According to a release from her attorney's office, former SDSU women's basketball coach Beth Burns has filed suit against the university, challenging her termination by the California State University (CSU) and SDSU in April 2013, this after 16 years as head coach of the Aztec women's basketball team.

Burns, who is the winningest coach in SDSU women's basketball history, sporting an overall 295-186 record that includes six conference championships, four tournament titles, seven NCAA tournament appearances and nine 20-win seasons, is being represented by the law firm of Chapin Fitzgerald LLP.

"San Diego State fired Coach Burns without good cause, and without any legitimate reason," stated Edward Chapin. "Although she provided exceptional leadership to the team and her staff on and off the court and was committed to excellence in every facet of its women's basketball program, she was forced to resign solely because of her unwavering insistence that the institution put women's basketball on an equal footing with the athletic resources and opportunities provided to men at the university."

According to the filing, SDSU fabricated a false explanation for Burns' termination that has been intentionally and devastatingly harmful to her career.

Burns' legal team claims that "The university made a feeble attempt to cover up its real reason for firing Beth Burns by trumping up a charge that she intentionally struck a subordinate (the reported incident involving an assistant coach took place during a contest last season versus Colorado State).
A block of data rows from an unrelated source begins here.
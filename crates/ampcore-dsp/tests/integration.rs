//! Integration tests for ampcore-dsp primitives.
//!
//! Verifies DSP accuracy using signal-level measurements: sine wave analysis
//! for filters and parameter convergence timing.

use ampcore_dsp::{
    Biquad, SmoothedParam, highpass_coefficients, highshelf_coefficients, lowpass_coefficients,
    lowshelf_coefficients,
};

const SAMPLE_RATE: f32 = 48000.0;
const TAU: f32 = core::f32::consts::TAU;

/// Generate a sine wave buffer at the given frequency and sample rate.
fn generate_sine(freq_hz: f32, sample_rate: f32, num_samples: usize) -> Vec<f32> {
    (0..num_samples)
        .map(|n| libm::sinf(TAU * freq_hz * n as f32 / sample_rate))
        .collect()
}

/// Measure RMS amplitude of a signal buffer.
fn rms(signal: &[f32]) -> f32 {
    let sum_sq: f32 = signal.iter().map(|&s| s * s).sum();
    libm::sqrtf(sum_sq / signal.len() as f32)
}

/// Convert linear amplitude to dB.
fn to_db(linear: f32) -> f32 {
    20.0 * libm::log10f(linear.max(1e-10))
}

// ============================================================================
// 1. Filter frequency responses
// ============================================================================

/// Feed a sine wave through a filter and measure the output amplitude relative
/// to a passband reference. Returns gain in dB.
fn measure_biquad_response(biquad: &mut Biquad, freq_hz: f32) -> f32 {
    let num_samples = 4800; // 100ms at 48kHz — enough to settle a 2nd-order filter
    let settle_samples = 2400;
    let input = generate_sine(freq_hz, SAMPLE_RATE, num_samples);
    let mut output = vec![0.0_f32; num_samples];
    biquad.clear();
    for (i, &s) in input.iter().enumerate() {
        output[i] = biquad.process(s);
    }
    let input_rms = rms(&input[settle_samples..]);
    let output_rms = rms(&output[settle_samples..]);
    to_db(output_rms / input_rms)
}

#[test]
fn biquad_lowpass_frequency_response() {
    let cutoff = 1000.0;
    let (b0, b1, b2, a0, a1, a2) = lowpass_coefficients(cutoff, 0.707, SAMPLE_RATE);
    let mut biquad = Biquad::new();
    biquad.set_coefficients(b0, b1, b2, a0, a1, a2);

    for &freq in &[50.0, 100.0, 200.0, 500.0] {
        let gain_db = measure_biquad_response(&mut biquad, freq);
        assert!(
            gain_db.abs() < 1.0,
            "Lowpass passband: {freq} Hz should be ~0 dB, got {gain_db:.1} dB"
        );
    }

    for &freq in &[4000.0, 8000.0, 16000.0] {
        let gain_db = measure_biquad_response(&mut biquad, freq);
        assert!(
            gain_db < -6.0,
            "Lowpass stopband: {freq} Hz should be attenuated, got {gain_db:.1} dB"
        );
    }

    let gain_at_cutoff = measure_biquad_response(&mut biquad, cutoff);
    assert!(
        (gain_at_cutoff - (-3.0)).abs() < 1.5,
        "Lowpass at cutoff: expected ~-3 dB, got {gain_at_cutoff:.1} dB"
    );
}

#[test]
fn biquad_highpass_frequency_response() {
    let cutoff = 2000.0;
    let (b0, b1, b2, a0, a1, a2) = highpass_coefficients(cutoff, 0.707, SAMPLE_RATE);
    let mut biquad = Biquad::new();
    biquad.set_coefficients(b0, b1, b2, a0, a1, a2);

    for &freq in &[8000.0, 12000.0, 16000.0, 20000.0] {
        let gain_db = measure_biquad_response(&mut biquad, freq);
        assert!(
            gain_db.abs() < 1.0,
            "Highpass passband: {freq} Hz should be ~0 dB, got {gain_db:.1} dB"
        );
    }

    for &freq in &[100.0, 200.0, 500.0] {
        let gain_db = measure_biquad_response(&mut biquad, freq);
        assert!(
            gain_db < -6.0,
            "Highpass stopband: {freq} Hz should be attenuated, got {gain_db:.1} dB"
        );
    }
}

#[test]
fn biquad_lowshelf_boosts_bass_only() {
    let cutoff = 200.0;
    let (b0, b1, b2, a0, a1, a2) = lowshelf_coefficients(cutoff, 0.707, 6.0, SAMPLE_RATE);
    let mut biquad = Biquad::new();
    biquad.set_coefficients(b0, b1, b2, a0, a1, a2);

    let bass_gain = measure_biquad_response(&mut biquad, 40.0);
    assert!(
        bass_gain > 3.0,
        "Low-shelf should boost bass, got {bass_gain:.1} dB"
    );

    biquad.clear();
    let treble_gain = measure_biquad_response(&mut biquad, 10000.0);
    assert!(
        treble_gain.abs() < 1.0,
        "Low-shelf should leave treble ~flat, got {treble_gain:.1} dB"
    );
}

#[test]
fn biquad_highshelf_boosts_treble_only() {
    let cutoff = 4000.0;
    let (b0, b1, b2, a0, a1, a2) = highshelf_coefficients(cutoff, 0.707, 6.0, SAMPLE_RATE);
    let mut biquad = Biquad::new();
    biquad.set_coefficients(b0, b1, b2, a0, a1, a2);

    let treble_gain = measure_biquad_response(&mut biquad, 16000.0);
    assert!(
        treble_gain > 3.0,
        "High-shelf should boost treble, got {treble_gain:.1} dB"
    );

    biquad.clear();
    let bass_gain = measure_biquad_response(&mut biquad, 60.0);
    assert!(
        bass_gain.abs() < 1.0,
        "High-shelf should leave bass ~flat, got {bass_gain:.1} dB"
    );
}

// ============================================================================
// 2. SmoothedParam convergence timing
// ============================================================================

/// Count samples until the param reaches within `threshold` of its target.
fn count_convergence_samples(param: &mut SmoothedParam, target: f32, threshold: f32) -> usize {
    param.set_target(target);
    let mut count = 0;
    for _ in 0..100_000 {
        param.advance();
        count += 1;
        if (param.get() - target).abs() < threshold {
            return count;
        }
    }
    count
}

#[test]
fn smoothed_param_ten_ms_convergence() {
    // 10ms time constant: 5*tau = 50ms = 2400 samples at 48kHz.
    let mut param = SmoothedParam::with_config(0.0, SAMPLE_RATE, 10.0);
    let samples = count_convergence_samples(&mut param, 1.0, 0.01);
    let expected = (SAMPLE_RATE * 0.050) as usize;
    let tolerance = (expected as f32 * 0.2) as usize;
    assert!(
        samples <= expected + tolerance,
        "converged in {samples} samples, expected ~{expected} (+/-{tolerance})"
    );
    assert!(
        samples >= expected / 3,
        "converged too quickly in {samples} samples, expected ~{expected}"
    );
}

#[test]
fn smoothed_param_one_time_constant_reaches_63_percent() {
    let tau_ms = 10.0;
    let mut param = SmoothedParam::with_config(0.0, SAMPLE_RATE, tau_ms);
    param.set_target(1.0);

    let tau_samples = (SAMPLE_RATE * tau_ms / 1000.0) as usize;
    for _ in 0..tau_samples {
        param.advance();
    }

    let expected = 1.0 - libm::expf(-1.0); // ~0.6321
    assert!(
        (param.get() - expected).abs() < 0.05,
        "After one time constant, expected ~{expected:.3}, got {:.3}",
        param.get()
    );
}

// ============================================================================
// 3. Smoother-driven cutoff sweeps
// ============================================================================

#[test]
fn smoothed_param_applied_to_biquad_cutoff_has_bounded_jumps() {
    // A parameter-driven cutoff sweep should not create output discontinuities
    // beyond what the step itself would create without smoothing.
    let mut cutoff_param = SmoothedParam::with_config(500.0, SAMPLE_RATE, 10.0);
    cutoff_param.set_target(5000.0);
    let mut biquad = Biquad::new();

    let mut max_jump = 0.0_f32;
    let mut prev = 0.0_f32;

    for n in 0..4800 {
        let cutoff = cutoff_param.advance();
        let (b0, b1, b2, a0, a1, a2) = lowpass_coefficients(cutoff, 0.707, SAMPLE_RATE);
        biquad.set_coefficients(b0, b1, b2, a0, a1, a2);
        let input = libm::sinf(TAU * 440.0 * n as f32 / SAMPLE_RATE);
        let output = biquad.process(input);

        if n > 10 {
            let jump = (output - prev).abs();
            if jump > max_jump {
                max_jump = jump;
            }
        }
        prev = output;
    }

    assert!(
        max_jump < 0.5,
        "Smoothed cutoff sweep produced jump of {max_jump:.3}"
    );
}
An objective view of the incident relied on by the university as the purported cause for her firing shows nothing warranting the termination of her employment contract. Indeed, public reaction after seeing video of the incident has been to question what the real reason was for her dismissal, since the video shows nothing coming close to a firing offense. The video evidence produced by the university shows Burns' excited reactions to a defensive breakdown and a 'Hail Mary' shot - harmless contact with an assistant coach."

The complaint went on to note that Richel Thaler, SDSU's associate vice president, and Jim Sterk, SDSU's athletic director, threatened to terminate Burns and withhold her retirement benefits if she did not voluntarily resign.

"Faced with the loss of her hard-earned retirement benefits, she had little choice but to step down," added Chapin "As a result, her coaching career and her reputation have suffered irreparable damage. She is filing this action to ensure her side of the story is heard, and that SDSU is held accountable for its misconduct and the lasting harm that has resulted from it."

The complaint alleges the Board of Trustees of CSU and SDSU breached Burns' employment contract and that SDSU breached the implied covenant of good faith and fair dealing as well as retaliated against her in violation of the California Fair Employment and Housing Act.

The 2013-14 SDSU women's basketball team currently sits at 9-13 (plays at Utah State Feb. 19) under head coach Stacie Terry.